About this task »
Retrieve every line from the records in which the word "that" occurs.

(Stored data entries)
╭──
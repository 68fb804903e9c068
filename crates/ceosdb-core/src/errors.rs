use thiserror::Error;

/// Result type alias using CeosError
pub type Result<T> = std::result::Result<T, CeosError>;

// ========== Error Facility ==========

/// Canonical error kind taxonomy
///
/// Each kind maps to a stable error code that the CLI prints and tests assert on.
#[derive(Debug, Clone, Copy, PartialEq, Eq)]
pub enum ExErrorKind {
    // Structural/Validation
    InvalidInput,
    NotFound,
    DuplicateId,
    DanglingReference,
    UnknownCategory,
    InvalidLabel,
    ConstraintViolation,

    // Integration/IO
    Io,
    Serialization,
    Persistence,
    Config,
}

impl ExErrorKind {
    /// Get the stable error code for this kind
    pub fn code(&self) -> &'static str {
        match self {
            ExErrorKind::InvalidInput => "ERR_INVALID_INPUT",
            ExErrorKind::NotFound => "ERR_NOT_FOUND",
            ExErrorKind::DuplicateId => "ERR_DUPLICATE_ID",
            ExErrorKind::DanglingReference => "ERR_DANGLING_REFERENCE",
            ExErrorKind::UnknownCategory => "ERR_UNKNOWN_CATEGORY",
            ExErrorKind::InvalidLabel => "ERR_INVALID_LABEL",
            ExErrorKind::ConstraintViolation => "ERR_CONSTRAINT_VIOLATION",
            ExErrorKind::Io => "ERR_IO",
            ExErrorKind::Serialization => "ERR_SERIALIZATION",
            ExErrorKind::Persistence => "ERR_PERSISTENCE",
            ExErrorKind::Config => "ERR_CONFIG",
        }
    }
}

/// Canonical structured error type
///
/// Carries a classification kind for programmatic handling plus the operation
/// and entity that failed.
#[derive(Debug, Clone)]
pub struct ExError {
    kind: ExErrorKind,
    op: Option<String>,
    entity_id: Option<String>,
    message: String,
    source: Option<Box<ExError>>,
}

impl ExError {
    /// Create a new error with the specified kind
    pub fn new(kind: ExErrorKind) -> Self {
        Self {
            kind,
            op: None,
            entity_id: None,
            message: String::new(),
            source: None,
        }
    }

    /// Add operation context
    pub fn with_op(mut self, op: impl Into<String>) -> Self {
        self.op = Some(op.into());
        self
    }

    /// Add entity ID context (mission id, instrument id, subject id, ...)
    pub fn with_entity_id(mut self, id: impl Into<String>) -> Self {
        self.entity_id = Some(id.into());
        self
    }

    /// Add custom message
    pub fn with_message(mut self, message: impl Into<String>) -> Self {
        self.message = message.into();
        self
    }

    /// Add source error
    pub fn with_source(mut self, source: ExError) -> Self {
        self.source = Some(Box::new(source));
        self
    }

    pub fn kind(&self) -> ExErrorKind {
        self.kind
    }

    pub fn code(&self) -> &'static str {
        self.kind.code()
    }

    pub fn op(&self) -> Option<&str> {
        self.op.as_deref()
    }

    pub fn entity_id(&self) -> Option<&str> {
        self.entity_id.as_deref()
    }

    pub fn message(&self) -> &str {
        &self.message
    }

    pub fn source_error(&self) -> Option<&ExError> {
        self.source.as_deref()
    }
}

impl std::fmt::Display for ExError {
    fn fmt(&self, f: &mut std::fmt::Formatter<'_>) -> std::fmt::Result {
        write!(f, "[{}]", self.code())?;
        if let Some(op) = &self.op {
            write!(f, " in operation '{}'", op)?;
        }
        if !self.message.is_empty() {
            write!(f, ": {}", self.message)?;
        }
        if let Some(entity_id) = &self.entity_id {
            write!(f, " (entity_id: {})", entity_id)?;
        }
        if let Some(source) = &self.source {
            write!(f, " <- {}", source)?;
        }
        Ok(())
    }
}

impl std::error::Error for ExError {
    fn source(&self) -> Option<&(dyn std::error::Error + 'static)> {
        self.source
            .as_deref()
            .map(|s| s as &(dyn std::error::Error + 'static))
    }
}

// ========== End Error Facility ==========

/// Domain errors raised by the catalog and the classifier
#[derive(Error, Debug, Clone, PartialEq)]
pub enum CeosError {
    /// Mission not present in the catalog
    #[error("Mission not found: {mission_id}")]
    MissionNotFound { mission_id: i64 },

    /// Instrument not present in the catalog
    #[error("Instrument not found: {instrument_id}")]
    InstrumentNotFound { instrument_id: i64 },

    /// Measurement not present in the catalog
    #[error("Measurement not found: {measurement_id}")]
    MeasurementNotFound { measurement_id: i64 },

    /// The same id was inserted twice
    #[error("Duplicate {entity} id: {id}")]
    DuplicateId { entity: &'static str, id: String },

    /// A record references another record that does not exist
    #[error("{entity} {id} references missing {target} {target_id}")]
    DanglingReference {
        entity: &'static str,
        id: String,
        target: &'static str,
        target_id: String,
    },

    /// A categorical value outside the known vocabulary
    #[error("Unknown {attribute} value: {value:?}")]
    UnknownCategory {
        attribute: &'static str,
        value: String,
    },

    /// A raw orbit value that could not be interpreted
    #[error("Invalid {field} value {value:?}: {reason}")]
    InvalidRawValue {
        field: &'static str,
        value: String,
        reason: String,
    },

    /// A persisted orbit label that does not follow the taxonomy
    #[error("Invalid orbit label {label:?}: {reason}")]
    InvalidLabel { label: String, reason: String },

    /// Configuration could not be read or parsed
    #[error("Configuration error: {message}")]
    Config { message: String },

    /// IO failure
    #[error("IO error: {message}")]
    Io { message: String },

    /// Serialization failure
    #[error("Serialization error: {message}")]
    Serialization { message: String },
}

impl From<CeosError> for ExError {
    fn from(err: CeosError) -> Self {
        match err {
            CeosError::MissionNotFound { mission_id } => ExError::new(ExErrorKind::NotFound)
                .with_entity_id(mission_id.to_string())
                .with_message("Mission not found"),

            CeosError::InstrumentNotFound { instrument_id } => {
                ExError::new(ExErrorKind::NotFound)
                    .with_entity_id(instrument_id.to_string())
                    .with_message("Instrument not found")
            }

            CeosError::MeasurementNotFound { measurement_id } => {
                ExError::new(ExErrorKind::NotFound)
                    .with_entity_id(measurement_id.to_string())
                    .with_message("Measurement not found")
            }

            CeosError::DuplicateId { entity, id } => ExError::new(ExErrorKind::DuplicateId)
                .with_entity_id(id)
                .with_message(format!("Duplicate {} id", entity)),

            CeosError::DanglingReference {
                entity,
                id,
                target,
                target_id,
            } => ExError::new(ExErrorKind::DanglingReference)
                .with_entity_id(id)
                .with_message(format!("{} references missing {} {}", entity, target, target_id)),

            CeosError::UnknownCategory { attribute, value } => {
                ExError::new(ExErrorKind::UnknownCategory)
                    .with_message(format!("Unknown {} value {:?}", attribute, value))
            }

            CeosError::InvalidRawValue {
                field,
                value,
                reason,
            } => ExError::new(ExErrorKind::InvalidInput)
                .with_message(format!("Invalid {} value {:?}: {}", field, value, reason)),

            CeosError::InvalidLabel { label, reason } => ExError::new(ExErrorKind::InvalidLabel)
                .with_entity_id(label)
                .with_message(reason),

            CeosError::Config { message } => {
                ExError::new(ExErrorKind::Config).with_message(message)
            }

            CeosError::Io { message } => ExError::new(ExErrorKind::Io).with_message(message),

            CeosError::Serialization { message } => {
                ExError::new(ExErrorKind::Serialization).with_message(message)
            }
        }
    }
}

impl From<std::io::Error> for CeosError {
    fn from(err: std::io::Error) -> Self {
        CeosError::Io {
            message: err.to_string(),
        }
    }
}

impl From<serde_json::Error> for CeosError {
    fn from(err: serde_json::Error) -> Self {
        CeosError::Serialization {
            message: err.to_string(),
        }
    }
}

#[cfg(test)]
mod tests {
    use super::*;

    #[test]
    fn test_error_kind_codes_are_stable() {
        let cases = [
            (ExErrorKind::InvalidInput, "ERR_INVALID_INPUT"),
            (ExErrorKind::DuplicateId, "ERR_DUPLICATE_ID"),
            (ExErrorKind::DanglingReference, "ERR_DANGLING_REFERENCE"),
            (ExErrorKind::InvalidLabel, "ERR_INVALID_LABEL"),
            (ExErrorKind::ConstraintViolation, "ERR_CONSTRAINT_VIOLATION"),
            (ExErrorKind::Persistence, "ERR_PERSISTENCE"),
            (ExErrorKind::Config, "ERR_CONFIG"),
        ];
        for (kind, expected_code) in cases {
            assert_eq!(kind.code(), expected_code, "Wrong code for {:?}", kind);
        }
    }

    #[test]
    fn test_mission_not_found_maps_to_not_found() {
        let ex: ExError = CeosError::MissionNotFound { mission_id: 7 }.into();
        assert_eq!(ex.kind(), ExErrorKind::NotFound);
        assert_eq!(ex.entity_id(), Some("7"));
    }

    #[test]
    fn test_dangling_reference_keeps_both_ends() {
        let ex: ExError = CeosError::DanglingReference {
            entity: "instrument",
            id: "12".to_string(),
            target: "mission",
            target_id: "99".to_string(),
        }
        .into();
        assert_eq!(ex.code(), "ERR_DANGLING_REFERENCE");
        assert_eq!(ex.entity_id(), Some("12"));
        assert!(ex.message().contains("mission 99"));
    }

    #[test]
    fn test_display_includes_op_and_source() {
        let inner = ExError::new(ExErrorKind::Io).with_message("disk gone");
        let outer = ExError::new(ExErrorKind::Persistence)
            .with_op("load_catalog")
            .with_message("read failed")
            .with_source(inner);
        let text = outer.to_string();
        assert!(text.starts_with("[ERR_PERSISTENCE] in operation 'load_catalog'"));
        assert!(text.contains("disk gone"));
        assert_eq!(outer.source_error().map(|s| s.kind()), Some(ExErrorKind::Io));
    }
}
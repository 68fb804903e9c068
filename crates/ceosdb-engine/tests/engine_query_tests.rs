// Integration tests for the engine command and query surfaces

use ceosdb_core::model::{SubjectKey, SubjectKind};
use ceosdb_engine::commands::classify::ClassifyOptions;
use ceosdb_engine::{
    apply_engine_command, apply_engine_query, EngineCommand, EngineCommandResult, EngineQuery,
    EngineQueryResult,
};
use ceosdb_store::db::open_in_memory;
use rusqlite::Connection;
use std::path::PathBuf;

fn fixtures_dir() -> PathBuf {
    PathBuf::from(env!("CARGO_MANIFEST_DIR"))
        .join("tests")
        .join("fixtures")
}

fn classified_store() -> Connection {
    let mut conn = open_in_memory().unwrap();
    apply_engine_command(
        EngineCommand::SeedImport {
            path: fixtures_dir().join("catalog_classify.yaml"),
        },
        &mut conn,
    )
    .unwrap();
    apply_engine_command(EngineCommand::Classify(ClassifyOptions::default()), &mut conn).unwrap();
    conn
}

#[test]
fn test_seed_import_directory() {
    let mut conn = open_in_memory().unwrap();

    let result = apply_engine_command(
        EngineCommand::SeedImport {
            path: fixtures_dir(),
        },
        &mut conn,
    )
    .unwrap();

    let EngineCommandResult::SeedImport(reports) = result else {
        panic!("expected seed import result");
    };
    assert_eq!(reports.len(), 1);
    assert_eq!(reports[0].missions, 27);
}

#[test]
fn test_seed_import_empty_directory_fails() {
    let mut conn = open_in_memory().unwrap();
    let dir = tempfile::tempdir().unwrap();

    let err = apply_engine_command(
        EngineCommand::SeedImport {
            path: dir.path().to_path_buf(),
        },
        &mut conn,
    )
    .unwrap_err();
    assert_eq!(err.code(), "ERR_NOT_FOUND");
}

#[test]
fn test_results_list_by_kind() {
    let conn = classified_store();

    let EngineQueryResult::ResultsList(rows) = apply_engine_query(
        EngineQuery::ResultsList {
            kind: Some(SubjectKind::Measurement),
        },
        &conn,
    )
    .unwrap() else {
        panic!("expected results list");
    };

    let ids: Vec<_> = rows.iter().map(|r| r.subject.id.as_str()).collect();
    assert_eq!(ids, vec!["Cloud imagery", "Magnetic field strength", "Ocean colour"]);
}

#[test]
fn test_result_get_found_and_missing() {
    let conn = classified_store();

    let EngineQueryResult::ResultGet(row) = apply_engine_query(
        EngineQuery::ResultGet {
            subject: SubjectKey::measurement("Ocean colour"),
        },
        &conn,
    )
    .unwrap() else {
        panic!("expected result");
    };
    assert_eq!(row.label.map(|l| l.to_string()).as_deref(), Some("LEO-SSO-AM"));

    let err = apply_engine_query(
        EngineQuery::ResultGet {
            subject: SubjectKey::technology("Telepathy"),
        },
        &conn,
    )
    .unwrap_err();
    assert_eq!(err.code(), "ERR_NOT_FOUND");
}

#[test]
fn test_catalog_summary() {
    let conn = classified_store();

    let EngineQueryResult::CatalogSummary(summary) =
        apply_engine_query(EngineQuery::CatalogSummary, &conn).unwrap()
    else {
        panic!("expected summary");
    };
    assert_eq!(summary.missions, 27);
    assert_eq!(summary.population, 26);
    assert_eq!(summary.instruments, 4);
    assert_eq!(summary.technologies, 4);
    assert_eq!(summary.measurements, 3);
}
╰──
Answer box »
/// Each kind maps to a stable error code that the CLI prints and tests assert on.
/// and entity that failed.
    /// A record references another record that does not exist
    /// A raw orbit value that could not be interpreted
    /// A persisted orbit label that does not follow the taxonomy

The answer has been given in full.